# My Dalmatian Puppy and Sinister



## LaRen616 (Mar 4, 2010)

My Dalmatian puppy will be 17 weeks old tomorrow, I have had him since he was 11 weeks old. He is a double ear patch black spotted male. His registered name is "Dakota's Unbreakable Vow" but his name is Draco (huge HP fan.)

He has been wonderful! He's very happy, friendly, loving, sweet, smart, energetic and full of life.

He's been sleeping in the bed with me since the night I brought him home. He's been sleeping throughout the night without needing a potty break for almost 3 weeks now. He hasn't had a potty accident for 3 weeks. He knows the commands "sit, shake, down, up, off, outside and NO." 

He gets along wonderfully with Sinister and my cat Monster, he chases the other cats though. He has been heavily socialized with people and other dogs since the day I brought him home. He's just wonderful! :wub:

Well, here he is! I will post newer photos at another time! 

11 weeks old and the first night he slept in my bed


12 weeks old


13 weeks old


14 weeks old


14 weeks with Sinister


----------



## Bentley's Momma (Oct 15, 2013)

What a sweet picture of Sinister and Draco together!

I love your dog and cat names


----------



## Wolfgeist (Dec 4, 2010)

He is very beautiful!


----------



## holland (Jan 11, 2009)

looks so cute next to Sinister


----------



## KathrynApril (Oct 3, 2013)

Cuteness overload!!!  He is so adorable with those completely black ears.


----------



## lorihd (Nov 30, 2011)

so stinkin cute, just adorable!!!!!!


----------



## Ava_Shepsky (Aug 29, 2013)

My gosh I love those black ears. And what a smart boy! He knows all that already!!


----------



## FjD (Oct 6, 2013)

What up with your dog names  LOL


Sent from Petguide.com Free App


----------



## shugarhey (Jul 29, 2013)

Gorgeous! X2 

Sent from Petguide.com Free App


----------



## Doc (Jan 13, 2009)

He looks more like a Chaos,


----------



## LaRen616 (Mar 4, 2010)

Doc said:


> He looks more like a Chaos,


I already have a Chaos, I did think about naming Havoc but there are too many Havocs out there. I am going to stay with Harry Potter names for my Dalmatians.


----------



## LaRen616 (Mar 4, 2010)

Thank you everyone for your nice comments!


----------



## Lilie (Feb 3, 2010)

Both your pups are absolutely beautiful!!!


----------



## Dan mc (May 5, 2011)

He is so cute. You come up with the best names. Enjoy its going to be a crazy ride.


----------



## LaRen616 (Mar 4, 2010)

Lilie said:


> Both your pups are absolutely beautiful!!!

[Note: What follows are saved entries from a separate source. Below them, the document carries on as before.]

//! # Wallet Messages
//!
//! The proof-carrying messages wallets post back to the server: a
//! [`Disclosure`] for disclosure sessions, a [`SignedMessage`] for
//! signature sessions (a disclosure bound to a message digest), and an
//! [`IssueCommitmentMessage`] for issuance.

use std::collections::BTreeMap;

use num_bigint_dig::BigUint;
use serde::{Deserialize, Serialize};
use sha2::{Digest, Sha256};

use credo_core::SchemeId;
use credo_crypto::bignum;
use credo_crypto::{IssueSignature, ProofList, ProofP};

/// Position of one disclosed attribute: which proof, which slot.
#[derive(Debug, Clone, Copy, PartialEq, Eq, Serialize, Deserialize)]
pub struct AttributeIndex {
    /// Index into the proof list.
    #[serde(rename = "cred")]
    pub cred: usize,
    /// Attribute slot within that credential.
    #[serde(rename = "attr")]
    pub attr: usize,
}

/// A wallet's disclosure: proofs plus the mapping from the request's
/// disjunctions to the attributes satisfying them.
///
/// `indices[d]` lists the disclosed attributes chosen for disjunction `d`;
/// an empty list means the wallet declined an optional disjunction.
#[derive(Debug, Clone, PartialEq, Serialize, Deserialize)]
pub struct Disclosure {
    /// The proofs, disclosure proofs first.
    pub proofs: ProofList,
    /// Per-disjunction choices.
    #[serde(default)]
    pub indices: Vec<Vec<AttributeIndex>>,
}

/// A disclosure bound to a message: the wire form of an attribute-based
/// signature. Verifiable standalone, detached from any session.
#[derive(Debug, Clone, PartialEq, Serialize, Deserialize)]
pub struct SignedMessage {
    /// The disclosure proofs.
    #[serde(flatten)]
    pub disclosure: Disclosure,
    /// The session nonce the signature was created against.
    #[serde(with = "bignum::dec")]
    pub nonce: BigUint,
    /// The proof context.
    #[serde(with = "bignum::dec")]
    pub context: BigUint,
    /// The signed message.
    pub message: String,
    /// Unix timestamp of signature creation.
    #[serde(default)]
    pub timestamp: i64,
}

impl SignedMessage {
    /// The nonce the proofs are actually bound to:
    /// `SHA-256(nonce ‖ SHA-256(message))`, so the signature commits to the
    /// message content.
    pub fn effective_nonce(nonce: &BigUint, message: &str) -> BigUint {
        let msg_digest = Sha256::digest(message.as_bytes());
        let mut hasher = Sha256::new();
        hasher.update(nonce.to_bytes_be());
        hasher.update(msg_digest);
        BigUint::from_bytes_be(&hasher.finalize())
    }
}

/// The wallet's issuance message: disclosure proofs (if any) followed by
/// one commitment proof per credential being issued.
#[derive(Debug, Clone, PartialEq, Serialize, Deserialize)]
pub struct IssueCommitmentMessage {
    /// Combined proofs with their disclosure choices.
    #[serde(flatten)]
    pub combined: Disclosure,
    /// The wallet's second nonce, binding the issuer's correctness proof.
    #[serde(rename = "n_2", with = "bignum::dec")]
    pub nonce2: BigUint,
    /// Keyshare contributions per distributed scheme.
    #[serde(rename = "proofPs", default, skip_serializing_if = "BTreeMap::is_empty")]
    pub proof_ps: BTreeMap<SchemeId, ProofP>,
}

/// The server's response for one issued credential.
pub type IssueSignatureMessage = IssueSignature;

#[cfg(test)]
mod tests {
    use super::*;
    use num_traits::Zero;

    #[test]
    fn effective_nonce_commits_to_message() {
        let nonce = BigUint::from(123456u32);
        let a = SignedMessage::effective_nonce(&nonce, "message");
        let b = SignedMessage::effective_nonce(&nonce, "other message");
        assert_ne!(a, b);
        assert_eq!(a, SignedMessage::effective_nonce(&nonce, "message"));
    }

    #[test]
    fn effective_nonce_commits_to_nonce() {
        let a = SignedMessage::effective_nonce(&BigUint::from(1u32), "message");
        let b = SignedMessage::effective_nonce(&BigUint::from(2u32), "message");
        assert_ne!(a, b);
    }

    #[test]
    fn disclosure_wire_shape() {
        let disclosure = Disclosure {
            proofs: ProofList::default(),
            indices: vec![vec![AttributeIndex { cred: 0, attr: 2 }], vec![]],
        };
        let json = serde_json::to_value(&disclosure).unwrap();
        assert_eq!(json["indices"][0][0]["cred"], 0);
        assert_eq!(json["indices"][0][0]["attr"], 2);
        let back: Disclosure = serde_json::from_value(json).unwrap();
        assert_eq!(back, disclosure);
    }

    #[test]
    fn signed_message_roundtrip() {
        let msg = SignedMessage {
            disclosure: Disclosure {
                proofs: ProofList::default(),
                indices: vec![],
            },
            nonce: BigUint::from(42u32),
            context: BigUint::zero(),
            message: "I agree".to_string(),
            timestamp: 1_700_000_000,
        };
        let json = serde_json::to_string(&msg).unwrap();
        let back: SignedMessage = serde_json::from_str(&json).unwrap();
        assert_eq!(back, msg);
    }

    #[test]
    fn commitment_message_roundtrip() {
        let msg = IssueCommitmentMessage {
            combined: Disclosure {
                proofs: ProofList::default(),
                indices: vec![],
            },
            nonce2: BigUint::from(7u32),
            proof_ps: BTreeMap::new(),
        };
        let json = serde_json::to_value(&msg).unwrap();
        assert_eq!(json["n_2"], "7");
        let back: IssueCommitmentMessage = serde_json::from_value(json).unwrap();
        assert_eq!(back, msg);
    }
}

Thanks Nancy! Sin has really filled out this year, he's so handsome and little Draco has the sweetest face!


----------



## LaRen616 (Mar 4, 2010)

Dan mc said:


> He is so cute. You come up with the best names. Enjoy its going to be a crazy ride.


Thank you! I try to be different with my names. 

He's actually a really good puppy, I get a lot of compliments and comments on how well behaved he is. I am sure he'll give me heck when he's a teenager but so far he's been amazing.


----------